--- START ---

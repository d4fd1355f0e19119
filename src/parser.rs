use crate::{
    ast::{BinOp, Expr, Token},
    error::ParseError,
    lexer::Lexer,
    validator::validate,
};
use std::mem;

/// Validate and parse an expression into a tree.
///
/// # Examples
///
/// ```
/// use attribute_calculator::parse_expression;
///
/// let expr = parse_expression("2 + 3 * 4").unwrap();
/// assert_eq!(expr.to_string(), "[2, '+', [3, '*', 4]]");
///
/// let expr = parse_expression("( 2 + 3 ) * sys/pwr/psu-01/current").unwrap();
/// assert_eq!(expr.to_string(), "[[2, '+', 3], '*', sys/pwr/psu-01/current]");
/// ```
pub fn parse_expression(input: &str) -> Result<Expr, ParseError> {
    validate(input)?;
    let mut parser = Parser::new(Lexer::new(input))?;
    parser.parse()
}

/// Recursive-descent parser over a lexed token stream.
///
/// The parser does not validate alternation or bracket balance itself; run
/// [`validate`] first or use [`parse_expression`]. Token shapes it cannot
/// build a tree from are still reported as [`ParseError::ParseFailure`].
pub struct Parser<'a> {
    lexer: Lexer<'a>,
    current_token: Token,
}

impl<'a> Parser<'a> {
    pub fn new(mut lexer: Lexer<'a>) -> Result<Self, ParseError> {
        let current_token = lexer.next_token()?;
        Ok(Parser {
            lexer,
            current_token,
        })
    }

    fn advance(&mut self) -> Result<(), ParseError> {
        self.current_token = self.lexer.next_token()?;
        Ok(())
    }

    fn expect(&mut self, expected: Token) -> Result<(), ParseError> {
        if self.current_token != expected {
            return Err(ParseError::ParseFailure(self.current_token.to_string()));
        }
        self.advance()
    }

    /// The current operator, if it sits on the given precedence tier.
    fn operator_at(&self, tier: u8) -> Option<BinOp> {
        match &self.current_token {
            Token::Operator(op) if op.precedence() == tier => Some(*op),
            _ => None,
        }
    }

    /// Parse primary expressions: a number, an attribute or a parenthesized
    /// sub-expression.
    fn parse_primary(&mut self) -> Result<Expr, ParseError> {
        match mem::replace(&mut self.current_token, Token::Eof) {
            Token::Number(text) => {
                self.advance()?;
                Ok(Expr::Number(text))
            }
            Token::Attribute(path) => {
                self.advance()?;
                Ok(Expr::Attribute(path))
            }
            Token::LParen => {
                self.advance()?;
                let expr = self.parse_expression()?;
                self.expect(Token::RParen)?;
                Ok(expr)
            }
            token => Err(ParseError::ParseFailure(token.to_string())),
        }
    }

    fn parse_power(&mut self) -> Result<Expr, ParseError> {
        let base = self.parse_primary()?;

        match self.operator_at(BinOp::Power.precedence()) {
            Some(op) => {
                self.advance()?;
                // Recursing on the right makes `^` right-associative
                let exponent = self.parse_power()?;
                Ok(Expr::binary(base, op, exponent))
            }
            None => Ok(base),
        }
    }

    fn parse_multiplicative(&mut self) -> Result<Expr, ParseError> {
        let mut left = self.parse_power()?;

        while let Some(op) = self.operator_at(BinOp::Multiply.precedence()) {
            self.advance()?;
            let right = self.parse_power()?;
            left = Expr::binary(left, op, right);
        }
        Ok(left)
    }

    fn parse_additive(&mut self) -> Result<Expr, ParseError> {
        let mut left = self.parse_multiplicative()?;

        while let Some(op) = self.operator_at(BinOp::Add.precedence()) {
            self.advance()?;
            let right = self.parse_multiplicative()?;
            left = Expr::binary(left, op, right);
        }
        Ok(left)
    }

    pub fn parse_expression(&mut self) -> Result<Expr, ParseError> {
        self.parse_additive()
    }

    /// Parse the whole token stream; trailing tokens are an error.
    pub fn parse(&mut self) -> Result<Expr, ParseError> {
        if self.current_token == Token::Eof {
            return Err(ParseError::EmptyExpression);
        }
        let expr = self.parse_expression()?;
        self.expect(Token::Eof)?;
        Ok(expr)
    }
}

--- END ---

■ Work order ■
Work out how many lines of the records contain the string "Some". Nothing but the number should be written.

■ Response area ■
4